Exercise goal »
An exact retyping of every record is required.
____________________
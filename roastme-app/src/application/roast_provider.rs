use crate::domain::RoastPrompt;
use async_trait::async_trait;
use roastme_errors::AppError;

/// A text-generation backend that turns a composed prompt into roast text.
#[async_trait]
pub trait RoastProvider: Send + Sync {
    async fn generate(&self, prompt: &RoastPrompt) -> Result<String, AppError>;
}
mod app_error;

pub use app_error::AppError;
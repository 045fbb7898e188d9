mod generate_roast;
mod roast_provider;

pub use generate_roast::GenerateRoast;
pub use roast_provider::RoastProvider;
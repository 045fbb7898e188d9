mod client;
mod prompt;
mod types;

pub use client::GroqClient;
pub use prompt::build_roast_prompt;
pub use types::{ChatCompletionRequest, ChatCompletionResponse, FALLBACK_ROAST};
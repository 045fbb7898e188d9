use serde::{Deserialize, Serialize};

#[derive(Debug, Clone, PartialEq, Eq, Serialize, Deserialize, thiserror::Error)]
pub enum AppError {
    #[error("Missing required fields")]
    MissingFields,

    #[error("Invalid roast level: {0}")]
    InvalidLevel(String),

    #[error("Invalid request body: {0}")]
    InvalidBody(String),

    #[error("Generation provider failed: {0}")]
    ProviderError(String),

    #[error("Generation provider timed out")]
    Timeout,

    #[error("Endpoint not found")]
    NotFound,

    #[error("Configuration error: {0}")]
    Config(String),

    #[error("Internal error: {0}")]
    Internal(String),
}

impl AppError {
    /// Message safe to show to a client. Never carries the inner detail.
    pub fn user_message(&self) -> &'static str {
        match self {
            Self::MissingFields => {
                "Missing required fields: name, profession, and level are required"
            }
            Self::InvalidLevel(_) => "Invalid roast level. Choose: soft, medium, or brutal",
            Self::InvalidBody(_) => "Invalid request body",
            Self::ProviderError(_) | Self::Timeout => "Failed to generate roast. Please try again.",
            Self::NotFound => "Endpoint not found",
            Self::Config(_) | Self::Internal(_) => "Internal server error",
        }
    }

    pub fn status_code(&self) -> u16 {
        match self {
            Self::MissingFields | Self::InvalidLevel(_) | Self::InvalidBody(_) => 400,
            Self::NotFound => 404,
            Self::ProviderError(_) | Self::Timeout | Self::Config(_) | Self::Internal(_) => 500,
        }
    }

    pub fn is_client_error(&self) -> bool {
        (400..500).contains(&self.status_code())
    }
}

#[cfg(feature = "ssr")]
mod ssr_impl {
    use super::AppError;
    use axum::http::StatusCode;
    use axum::response::{IntoResponse, Response};
    use axum::Json;

    #[derive(serde::Serialize)]
    struct ErrorResponse {
        success: bool,
        error: &'static str,
    }

    impl IntoResponse for AppError {
        fn into_response(self) -> Response {
            let status = StatusCode::from_u16(self.status_code())
                .unwrap_or(StatusCode::INTERNAL_SERVER_ERROR);
            let body = ErrorResponse {
                success: false,
                error: self.user_message(),
            };
            (status, Json(body)).into_response()
        }
    }

}
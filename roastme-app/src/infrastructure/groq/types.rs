use crate::domain::RoastPrompt;
use serde::{Deserialize, Serialize};

pub const MAX_TOKENS: u32 = 500;
pub const FALLBACK_ROAST: &str = "Even AI refuses to roast you. That's how boring you are.";

#[derive(Debug, Serialize)]
pub struct ChatCompletionRequest {
    pub model: String,
    pub messages: Vec<Message>,
    pub max_tokens: u32,
    pub temperature: f32,
    pub top_p: f32,
    pub stream: bool,
}

#[derive(Debug, Serialize)]
pub struct Message {
    pub role: String,
    pub content: String,
}

#[derive(Debug, Deserialize)]
pub struct ChatCompletionResponse {
    #[serde(default)]
    pub choices: Vec<Choice>,
}

#[derive(Debug, Deserialize)]
pub struct Choice {
    pub message: MessageContent,
}

#[derive(Debug, Deserialize)]
pub struct MessageContent {
    #[serde(default)]
    pub content: Option<String>,
}

impl ChatCompletionRequest {
    pub fn new(model: &str, prompt: &RoastPrompt) -> Self {
        Self {
            model: model.to_string(),
            messages: vec![
                Message {
                    role: "system".to_string(),
                    content: prompt.system.clone(),
                },
                Message {
                    role: "user".to_string(),
                    content: prompt.user.clone(),
                },
            ],
            max_tokens: MAX_TOKENS,
            temperature: prompt.temperature(),
            top_p: 1.0,
            stream: false,
        }
    }
}

impl ChatCompletionResponse {
    /// First choice's text, or [`FALLBACK_ROAST`] when the provider sent nothing usable.
    pub fn into_roast_text(self) -> String {
        self.choices
            .into_iter()
            .next()
            .and_then(|c| c.message.content)
            .filter(|content| !content.trim().is_empty())
            .unwrap_or_else(|| FALLBACK_ROAST.to_string())
    }
}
____________________
Finished exercise »
filename roastme-app/src/application/roast_provider.rs
use crate::domain::RoastPrompt;
use async_trait::async_trait;
use roastme_errors::AppError;

/// A text-generation backend that turns a composed prompt into roast text.
#[async_trait]
pub trait RoastProvider: Send + Sync {
    async fn generate(&self, prompt: &RoastPrompt) -> Result<String, AppError>;
}
mod app_error;

pub use app_error::AppError;
repository 045fbb7898e188d9
mod generate_roast;
mod roast_provider;

pub use generate_roast::GenerateRoast;
pub use roast_provider::RoastProvider;
repository 045fbb7898e188d9
mod client;
mod prompt;
mod types;

pub use client::GroqClient;
pub use prompt::build_roast_prompt;
pub use types::{ChatCompletionRequest, ChatCompletionResponse, FALLBACK_ROAST};
repository 045fbb7898e188d9
use serde::{Deserialize, Serialize};

#[derive(Debug, Clone, PartialEq, Eq, Serialize, Deserialize, thiserror::Error)]
pub enum AppError {
    #[error("Missing required fields")]
    MissingFields,

    #[error("Invalid roast level: {0}")]
    InvalidLevel(String),

    #[error("Invalid request body: {0}")]
    InvalidBody(String),

    #[error("Generation provider failed: {0}")]
    ProviderError(String),

    #[error("Generation provider timed out")]
    Timeout,

    #[error("Endpoint not found")]
    NotFound,

    #[error("Configuration error: {0}")]
    Config(String),

    #[error("Internal error: {0}")]
    Internal(String),
}

impl AppError {
    /// Message safe to show to a client. Never carries the inner detail.
    pub fn user_message(&self) -> &'static str {
        match self {
            Self::MissingFields => {
                "Missing required fields: name, profession, and level are required"
            }
            Self::InvalidLevel(_) => "Invalid roast level. Choose: soft, medium, or brutal",
            Self::InvalidBody(_) => "Invalid request body",
            Self::ProviderError(_) | Self::Timeout => "Failed to generate roast. Please try again.",
            Self::NotFound => "Endpoint not found",
            Self::Config(_) | Self::Internal(_) => "Internal server error",
        }
    }

    pub fn status_code(&self) -> u16 {
        match self {
            Self::MissingFields | Self::InvalidLevel(_) | Self::InvalidBody(_) => 400,
            Self::NotFound => 404,
            Self::ProviderError(_) | Self::Timeout | Self::Config(_) | Self::Internal(_) => 500,
        }
    }

    pub fn is_client_error(&self) -> bool {
        (400..500).contains(&self.status_code())
    }
}

#[cfg(feature = "ssr")]
mod ssr_impl {
    use super::AppError;
    use axum::http::StatusCode;
    use axum::response::{IntoResponse, Response};
    use axum::Json;

    #[derive(serde::Serialize)]
    struct ErrorResponse {
        success: bool,
        error: &'static str,
    }

    impl IntoResponse for AppError {
        fn into_response(self) -> Response {
            let status = StatusCode::from_u16(self.status_code())
                .unwrap_or(StatusCode::INTERNAL_SERVER_ERROR);
            let body = ErrorResponse {
                success: false,
                error: self.user_message(),
            };
            (status, Json(body)).into_response()
        }
    }

}
filename roastme-app/src/infrastructure/groq/types.rs
use crate::domain::RoastPrompt;
use serde::{Deserialize, Serialize};

pub const MAX_TOKENS: u32 = 500;
pub const FALLBACK_ROAST: &str = "Even AI refuses to roast you. That's how boring you are.";

#[derive(Debug, Serialize)]
pub struct ChatCompletionRequest {
    pub model: String,
    pub messages: Vec<Message>,
    pub max_tokens: u32,
    pub temperature: f32,
    pub top_p: f32,
    pub stream: bool,
}

#[derive(Debug, Serialize)]
pub struct Message {
    pub role: String,
    pub content: String,
}

#[derive(Debug, Deserialize)]
pub struct ChatCompletionResponse {
    #[serde(default)]
    pub choices: Vec<Choice>,
}

#[derive(Debug, Deserialize)]
pub struct Choice {
    pub message: MessageContent,
}

#[derive(Debug, Deserialize)]
pub struct MessageContent {
    #[serde(default)]
    pub content: Option<String>,
}

impl ChatCompletionRequest {
    pub fn new(model: &str, prompt: &RoastPrompt) -> Self {
        Self {
            model: model.to_string(),
            messages: vec![
                Message {
                    role: "system".to_string(),
                    content: prompt.system.clone(),
                },
                Message {
                    role: "user".to_string(),
                    content: prompt.user.clone(),
                },
            ],
            max_tokens: MAX_TOKENS,
            temperature: prompt.temperature(),
            top_p: 1.0,
            stream: false,
        }
    }
}

impl ChatCompletionResponse {
    /// First choice's text, or [`FALLBACK_ROAST`] when the provider sent nothing usable.
    pub fn into_roast_text(self) -> String {
        self.choices
            .into_iter()
            .next()
            .and_then(|c| c.message.content)
            .filter(|content| !content.trim().is_empty())
            .unwrap_or_else(|| FALLBACK_ROAST.to_string())
    }
}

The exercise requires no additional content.